**TASK INSTRUCTIONS:** Which lines below mention "there"? Pick each one out.

**DATASET EXTRACT:**
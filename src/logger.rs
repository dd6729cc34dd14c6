// A stderr logger for the `log` facade. Filtering happens through
// `log::set_max_level` in `main`.

use std::{
    path::{Path, PathBuf},
    sync::{LazyLock, Mutex},
};

use {jiff::tz::TimeZone, log::Log};

use crate::style::Theme;

/// Writes each record to stderr, prefixed by a timestamp, its level and its
/// source location.
#[derive(Debug)]
pub struct Logger {
    tz: Mutex<Option<TimeZone>>,
}

impl Logger {
    /// Create a new logger that logs to stderr and initialize it as the
    /// global logger. If there was a problem setting the logger, then an
    /// error is returned.
    pub fn init() -> Result<&'static Logger, log::SetLoggerError> {
        let logger = Box::leak(Box::new(Logger { tz: Mutex::new(None) }));
        log::set_logger(logger)?;
        Ok(logger)
    }

    /// Switch timestamps from UTC to the given time zone.
    pub fn set_time_zone(&self, tz: TimeZone) {
        if let Ok(mut logger_tz) = self.tz.lock() {
            *logger_tz = Some(tz);
        }
    }
}

impl Log for Logger {
    fn enabled(&self, _: &log::Metadata<'_>) -> bool {
        true
    }

    fn log(&self, record: &log::Record<'_>) {
        // `Zoned::now()` would look up the system time zone, which logs,
        // which would recurse back into here.
        let ts = jiff::Timestamp::now();
        let tz = self.tz.lock().ok().and_then(|tz| tz.clone());
        let now = match tz {
            Some(tz) => ts.to_zoned(tz).to_string(),
            None => ts.to_string(),
        };
        match (record.file(), record.line()) {
            (Some(file), Some(line)) => {
                eprintln!(
                    "{}|{}|{}:{}: {}",
                    Theme::stderr().highlight(now),
                    record.level(),
                    relative(file),
                    line,
                    record.args()
                );
            }
            (Some(file), None) => {
                eprintln!(
                    "{}|{}|{}: {}",
                    Theme::stderr().highlight(now),
                    record.level(),
                    relative(file),
                    record.args()
                );
            }
            _ => {
                eprintln!(
                    "{}|{}: {}",
                    Theme::stderr().highlight(now),
                    record.level(),
                    record.args(),
                );
            }
        }
    }

    fn flush(&self) {
        // stderr is unbuffered
    }
}

fn relative<'p>(path: &'p str) -> &'p str {
    let Some(cwd) = cwd() else { return path };
    let Ok(relative) = Path::new(path).strip_prefix(cwd) else { return path };
    let Some(relative) = relative.to_str() else { return path };
    relative
}

fn cwd() -> Option<&'static Path> {
    static CWD: LazyLock<Option<PathBuf>> =
        LazyLock::new(|| std::env::current_dir().ok());
    CWD.as_deref()
}
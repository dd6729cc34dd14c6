use {anyhow::Context, lexopt::ValueExt};

use crate::{
    args::{Configurable, Usage},
    parse::{BufReadExt, Line},
};

/// Arguments read either as positional arguments on the CLI, or as line
/// delimited data on `stdin`.
///
/// This greedily consumes all remaining positional arguments. When there are
/// _zero_ positional arguments, lines are read from stdin instead.
#[derive(Clone, Debug, Default)]
pub struct Arguments {
    positional: Vec<String>,
}

impl Arguments {
    /// Run the given function over each argument.
    ///
    /// The argument given to the closure is either always `Positional` or
    /// always `StdinLine`. You never get a mix.
    ///
    /// Iteration stops when the closure returns false or returns an error.
    pub fn try_map(
        self,
        mut f: impl FnMut(Argument<'_>) -> anyhow::Result<bool>,
    ) -> anyhow::Result<()> {
        if !self.positional.is_empty() {
            for arg in self.positional.iter() {
                if !f(Argument::Positional(arg))? {
                    break;
                }
            }
            return Ok(());
        }
        std::io::stdin().lock().for_byte_line(|line| {
            f(Argument::StdinLine(line))
                .with_context(|| format!("line {} of <stdin>", line.number()))
        })
    }
}

impl Configurable for Arguments {
    fn configure(
        &mut self,
        _: &mut lexopt::Parser,
        arg: &mut lexopt::Arg,
    ) -> anyhow::Result<bool> {
        match *arg {
            lexopt::Arg::Value(ref mut v) => {
                let v = std::mem::take(v);
                self.positional.push(v.string()?);
            }
            _ => return Ok(false),
        }
        Ok(true)
    }
}

/// A single argument from the CLI or a single line from stdin.
#[derive(Clone, Copy, Debug)]
pub enum Argument<'a> {
    Positional(&'a str),
    StdinLine(Line<'a>),
}

impl<'a> Argument<'a> {
    /// Return this argument as text.
    ///
    /// For a line from stdin, this is the line without its terminator.
    pub fn to_str(&self) -> anyhow::Result<&'a str> {
        match *self {
            Argument::Positional(arg) => Ok(arg),
            Argument::StdinLine(line) => line.to_str(),
        }
    }
}

/// A message key followed by zero or more message arguments.
#[derive(Clone, Debug, Default)]
pub struct KeyAndArgs {
    key: Option<String>,
    args: Vec<String>,
}

impl KeyAndArgs {
    const KEY: Usage = Usage::arg(
        "<key>",
        "The key of the message to print.",
        r#"
The key of the message to print.
"#,
    );

    const ARGS: Usage = Usage::arg(
        "<arg>...",
        "Arguments substituted into the message by position.",
        r#"
Arguments substituted into the message by position.

The first argument replaces `{0}`, the second `{1}` and so on. Arguments that
look like integers or decimals are treated as numbers. Arguments that look
like RFC 3339 or RFC 9557 timestamps are treated as instants. Everything else
is inserted as text.
"#,
    );

    /// Returns the message key, or an error if none was given.
    pub fn key(&self) -> anyhow::Result<&str> {
        self.key
            .as_deref()
            .ok_or_else(|| anyhow::anyhow!("missing message <key> argument"))
    }

    pub fn args(&self) -> &[String] {
        &self.args
    }
}

impl Configurable for KeyAndArgs {
    fn configure(
        &mut self,
        _: &mut lexopt::Parser,
        arg: &mut lexopt::Arg,
    ) -> anyhow::Result<bool> {
        match *arg {
            lexopt::Arg::Value(ref mut v) => {
                let v = std::mem::take(v).string()?;
                if self.key.is_none() {
                    self.key = Some(v);
                } else {
                    self.args.push(v);
                }
            }
            _ => return Ok(false),
        }
        Ok(true)
    }

    fn usage(&self) -> &[Usage] {
        &[KeyAndArgs::KEY, KeyAndArgs::ARGS]
    }
}
use bstr::{BStr, BString, ByteSlice};

/// A borrowed line read from a stream, along with its line number.
#[derive(Clone, Copy, Debug)]
pub struct Line<'a> {
    /// The line number, 1-indexed.
    number: usize,
    /// The full line including its line terminator if present.
    full: &'a BStr,
}

impl<'a> Line<'a> {
    pub fn new(number: usize, full: &'a [u8]) -> Line<'a> {
        Line { number, full: full.as_bstr() }
    }

    /// Return the one-indexed line number of this line.
    pub fn number(&self) -> usize {
        self.number
    }

    /// Return the line without its terminator.
    pub fn content(&self) -> &'a BStr {
        let (content, _) = split_line_terminator(self.full);
        content.as_bstr()
    }

    /// Return the line as text, failing when it is not valid UTF-8.
    pub fn to_str(&self) -> anyhow::Result<&'a str> {
        self.content().to_str().map_err(|err| {
            anyhow::anyhow!("line {} is not valid UTF-8: {err}", self.number)
        })
    }

    /// Turn this borrowed line into an owned line.
    pub fn to_owned(self) -> LineBuf {
        LineBuf { number: self.number, full: self.full.into() }
    }
}

/// An owned version of `Line`, suitable for sending to another thread.
#[derive(Clone, Debug)]
pub struct LineBuf {
    number: usize,
    full: BString,
}

impl LineBuf {
    pub fn number(&self) -> usize {
        self.number
    }

    /// Return this owned line as a borrowed line.
    pub fn as_line(&self) -> Line<'_> {
        Line { number: self.number, full: self.full.as_bstr() }
    }
}

/// An extension trait for `std::io::BufRead` that walks `\n` or `\r\n`
/// terminated lines without allocating a new buffer per line.
///
/// This exists instead of `bstr::io` because the closure here returns an
/// `anyhow::Result`, which composes with the rest of the binary.
pub trait BufReadExt: std::io::BufRead {
    /// Executes the given closure on each line in the underlying reader.
    ///
    /// Iteration stops when the reader is exhausted, when the closure
    /// returns `false` or when it returns an error.
    fn for_byte_line<F>(&mut self, mut for_each_line: F) -> anyhow::Result<()>
    where
        Self: Sized,
        F: FnMut(Line<'_>) -> anyhow::Result<bool>,
    {
        let mut number = 0;
        let mut bytes = vec![];
        let mut res = Ok(());
        let mut consumed = 0;
        'outer: loop {
            {
                let mut buf = self.fill_buf()?;
                if buf.is_empty() {
                    break;
                }
                while let Some(index) = buf.find_byte(b'\n') {
                    let (record, rest) = buf.split_at(index + 1);
                    buf = rest;
                    consumed += record.len();
                    number += 1;
                    match for_each_line(Line::new(number, record)) {
                        Ok(false) => break 'outer,
                        Err(err) => {
                            res = Err(err);
                            break 'outer;
                        }
                        Ok(true) => {}
                    }
                }
                // The tail has no terminator yet, so finish it off with
                // `read_until` below.
                bytes.extend_from_slice(buf);
                consumed += buf.len();
            }

            self.consume(consumed);
            consumed = 0;

            self.read_until(b'\n', &mut bytes)?;
            if bytes.is_empty() {
                break;
            }
            number += 1;
            if !for_each_line(Line::new(number, &bytes))? {
                break;
            }
            bytes.clear();
        }
        self.consume(consumed);
        res
    }
}

impl<B: std::io::BufRead> BufReadExt for B {}

fn split_line_terminator(line: &[u8]) -> (&[u8], &[u8]) {
    let mut terminator_at = line.len();
    if line.last_byte() == Some(b'\n') {
        terminator_at -= 1;
        if line[..terminator_at].last_byte() == Some(b'\r') {
            terminator_at -= 1;
        }
    }
    (&line[..terminator_at], &line[terminator_at..])
}

#[cfg(test)]
mod tests {
    use super::*;

    fn lines(input: &str) -> Vec<(usize, String)> {
        let mut got = vec![];
        std::io::Cursor::new(input)
            .for_byte_line(|line| {
                got.push((line.number(), line.to_str()?.to_string()));
                Ok(true)
            })
            .unwrap();
        got
    }

    #[test]
    fn terminators() {
        assert_eq!(
            lines("a\r\nb\n\nc"),
            vec![
                (1, "a".to_string()),
                (2, "b".to_string()),
                (3, "".to_string()),
                (4, "c".to_string()),
            ],
        );
        assert!(lines("").is_empty());
    }

    #[test]
    fn owned_lines() {
        let line = Line::new(7, b"x y\r\n").to_owned();
        assert_eq!(line.number(), 7);
        assert_eq!(line.as_line().content(), "x y");
        assert_eq!(line.as_line().to_str().unwrap(), "x y");
    }
}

**COMPLETED EXERCISE:**
    /// global logger. If there was a problem setting the logger, then an
/// This greedily consumes all remaining positional arguments. When there are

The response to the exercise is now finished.